Stored data entries
——

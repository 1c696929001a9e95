//! The 0-100 granularity control and the distance threshold it maps to.

use std::fmt;

use serde::{Deserialize, Serialize};

use crate::error::{IntentifyError, Result};

/// Granularity of a classification run, in `0..=100`.
///
/// Higher values request more, finer-grained intents. The value maps
/// inversely onto the clustering distance threshold:
/// `threshold = 1 - granularity / 100`, so `0` merges almost everything and
/// `100` merges almost nothing.
///
/// # Examples
///
/// ```
/// use intentify::cluster::Granularity;
///
/// assert_eq!(Granularity::new(0).unwrap().distance_threshold(), 1.0);
/// assert_eq!(Granularity::new(100).unwrap().distance_threshold(), 0.0);
/// assert!(Granularity::new(101).is_err());
/// ```
#[derive(Debug, Clone, Copy, PartialEq, Eq, PartialOrd, Ord, Hash, Serialize, Deserialize)]
#[serde(try_from = "u32", into = "u32")]
pub struct Granularity(u8);

impl Granularity {
    pub const MIN: Granularity = Granularity(0);
    pub const MAX: Granularity = Granularity(100);
    /// Granularity used when none is requested.
    pub const DEFAULT: Granularity = Granularity(16);

    pub fn new(value: u32) -> Result<Self> {
        if value > 100 {
            return Err(IntentifyError::invalid_argument(format!(
                "granularity must be in 0..=100, got {value}"
            )));
        }
        Ok(Granularity(value as u8))
    }

    pub fn value(&self) -> u32 {
        u32::from(self.0)
    }

    /// Distance below which clusters keep merging.
    pub fn distance_threshold(&self) -> f64 {
        1.0 - f64::from(self.0) / 100.0
    }
}

impl Default for Granularity {
    fn default() -> Self {
        Granularity::DEFAULT
    }
}

impl TryFrom<u32> for Granularity {
    type Error = IntentifyError;

    fn try_from(value: u32) -> Result<Self> {
        Granularity::new(value)
    }
}

impl From<Granularity> for u32 {
    fn from(granularity: Granularity) -> Self {
        granularity.value()
    }
}

impl fmt::Display for Granularity {
    fn fmt(&self, f: &mut fmt::Formatter<'_>) -> fmt::Result {
        write!(f, "{}", self.0)
    }
}
//! Condensed pairwise distance matrix.

use rayon::prelude::*;

use crate::error::Result;
use crate::vector::core::distance::DistanceMetric;
use crate::vector::core::vector::Vector;

/// Below this many points the matrix is filled on the calling thread.
const PARALLEL_THRESHOLD: usize = 64;

/// Upper-triangular pairwise distances between `n` points, stored row by row
/// without the diagonal.
#[derive(Debug, Clone, PartialEq)]
pub struct DistanceMatrix {
    n: usize,
    data: Vec<f64>,
}

impl DistanceMatrix {
    /// Compute all pairwise distances between `vectors` under `metric`.
    pub fn compute(vectors: &[Vector], metric: DistanceMetric) -> Result<Self> {
        let n = vectors.len();

        let row = |i: usize| -> Result<Vec<f64>> {
            let rest: Vec<&[f32]> = vectors[i + 1..].iter().map(|v| v.data.as_slice()).collect();
            metric.batch_distance_parallel(&vectors[i].data, &rest)
        };

        let rows: Vec<Vec<f64>> = if n < PARALLEL_THRESHOLD {
            (0..n).map(row).collect::<Result<_>>()?
        } else {
            (0..n).into_par_iter().map(row).collect::<Result<_>>()?
        };

        let data = rows.into_iter().flatten().collect();
        Ok(Self { n, data })
    }

    /// Number of points.
    pub fn len(&self) -> usize {
        self.n
    }

    pub fn is_empty(&self) -> bool {
        self.n == 0
    }

    fn index(&self, i: usize, j: usize) -> usize {
        let (i, j) = if i < j { (i, j) } else { (j, i) };
        // Rows before i hold (n-1) + (n-2) + ... + (n-i) entries.
        i * self.n - i * (i + 1) / 2 + (j - i - 1)
    }

    /// Distance between points `i` and `j`. The diagonal is zero.
    pub fn get(&self, i: usize, j: usize) -> f64 {
        if i == j {
            0.0
        } else {
            self.data[self.index(i, j)]
        }
    }

    /// Overwrite the distance between `i` and `j` (`i != j`).
    pub fn set(&mut self, i: usize, j: usize, value: f64) {
        debug_assert!(i != j, "the diagonal is implicit");
        let index = self.index(i, j);
        self.data[index] = value;
    }
}

#[cfg(test)]
mod tests {
    use super::*;

    #[test]
    fn test_condensed_layout() {
        let vectors: Vec<Vector> = vec![
            Vector::new(vec![0.0, 0.0]),
            Vector::new(vec![3.0, 4.0]),
            Vector::new(vec![6.0, 8.0]),
            Vector::new(vec![0.0, 1.0]),
        ];

        let matrix = DistanceMatrix::compute(&vectors, DistanceMetric::Euclidean).unwrap();

        assert_eq!(matrix.len(), 4);
        assert_eq!(matrix.get(0, 1), 5.0);
        assert_eq!(matrix.get(1, 0), 5.0);
        assert_eq!(matrix.get(0, 2), 10.0);
        assert_eq!(matrix.get(1, 2), 5.0);
        assert_eq!(matrix.get(0, 3), 1.0);
        assert_eq!(matrix.get(2, 2), 0.0);
    }

    #[test]
    fn test_set_is_symmetric() {
        let vectors: Vec<Vector> = (0..3).map(|i| Vector::new(vec![i as f32])).collect();
        let mut matrix = DistanceMatrix::compute(&vectors, DistanceMetric::Manhattan).unwrap();

        matrix.set(2, 0, 42.0);
        assert_eq!(matrix.get(0, 2), 42.0);
        assert_eq!(matrix.get(2, 0), 42.0);
    }

    #[test]
    fn test_parallel_and_sequential_agree() {
        let vectors: Vec<Vector> = (0..100)
            .map(|i| Vector::new(vec![(i as f32 * 0.1).sin(), (i as f32 * 0.1).cos()]))
            .collect();

        let parallel = DistanceMatrix::compute(&vectors, DistanceMetric::Cosine).unwrap();
        let sequential =
            DistanceMatrix::compute(&vectors[..50], DistanceMetric::Cosine).unwrap();

        for i in 0..50 {
            for j in 0..50 {
                assert_eq!(parallel.get(i, j), sequential.get(i, j));
            }
        }
    }

    #[test]
    fn test_long_rows_match_pairwise_distance() {
        // Early rows are longer than the batch cutoff and run in parallel.
        let vectors: Vec<Vector> = (0..130)
            .map(|i| Vector::new(vec![(i as f32 * 0.3).sin(), (i as f32 * 0.7).cos(), 0.5]))
            .collect();

        let matrix = DistanceMatrix::compute(&vectors, DistanceMetric::Cosine).unwrap();

        for (i, j) in [(0, 1), (0, 129), (3, 104), (28, 129), (127, 128)] {
            let expected = DistanceMetric::Cosine
                .distance(&vectors[i].data, &vectors[j].data)
                .unwrap();
            assert_eq!(matrix.get(i, j), expected);
        }
    }

    #[test]
    fn test_empty_and_single() {
        let empty = DistanceMatrix::compute(&[], DistanceMetric::Cosine).unwrap();
        assert!(empty.is_empty());

        let single =
            DistanceMatrix::compute(&[Vector::new(vec![1.0])], DistanceMetric::Cosine).unwrap();
        assert_eq!(single.len(), 1);
        assert_eq!(single.get(0, 0), 0.0);
    }
}
//! Command line interface for Intentify.

pub mod args;
pub mod commands;
pub mod output;

pub use args::*;
pub use commands::*;
pub use output::*;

——

▶ [Exercise instructions] For the word "derive", tally the lines of the entries in which it appears and give the total alone.

▶ [Exercise result] 2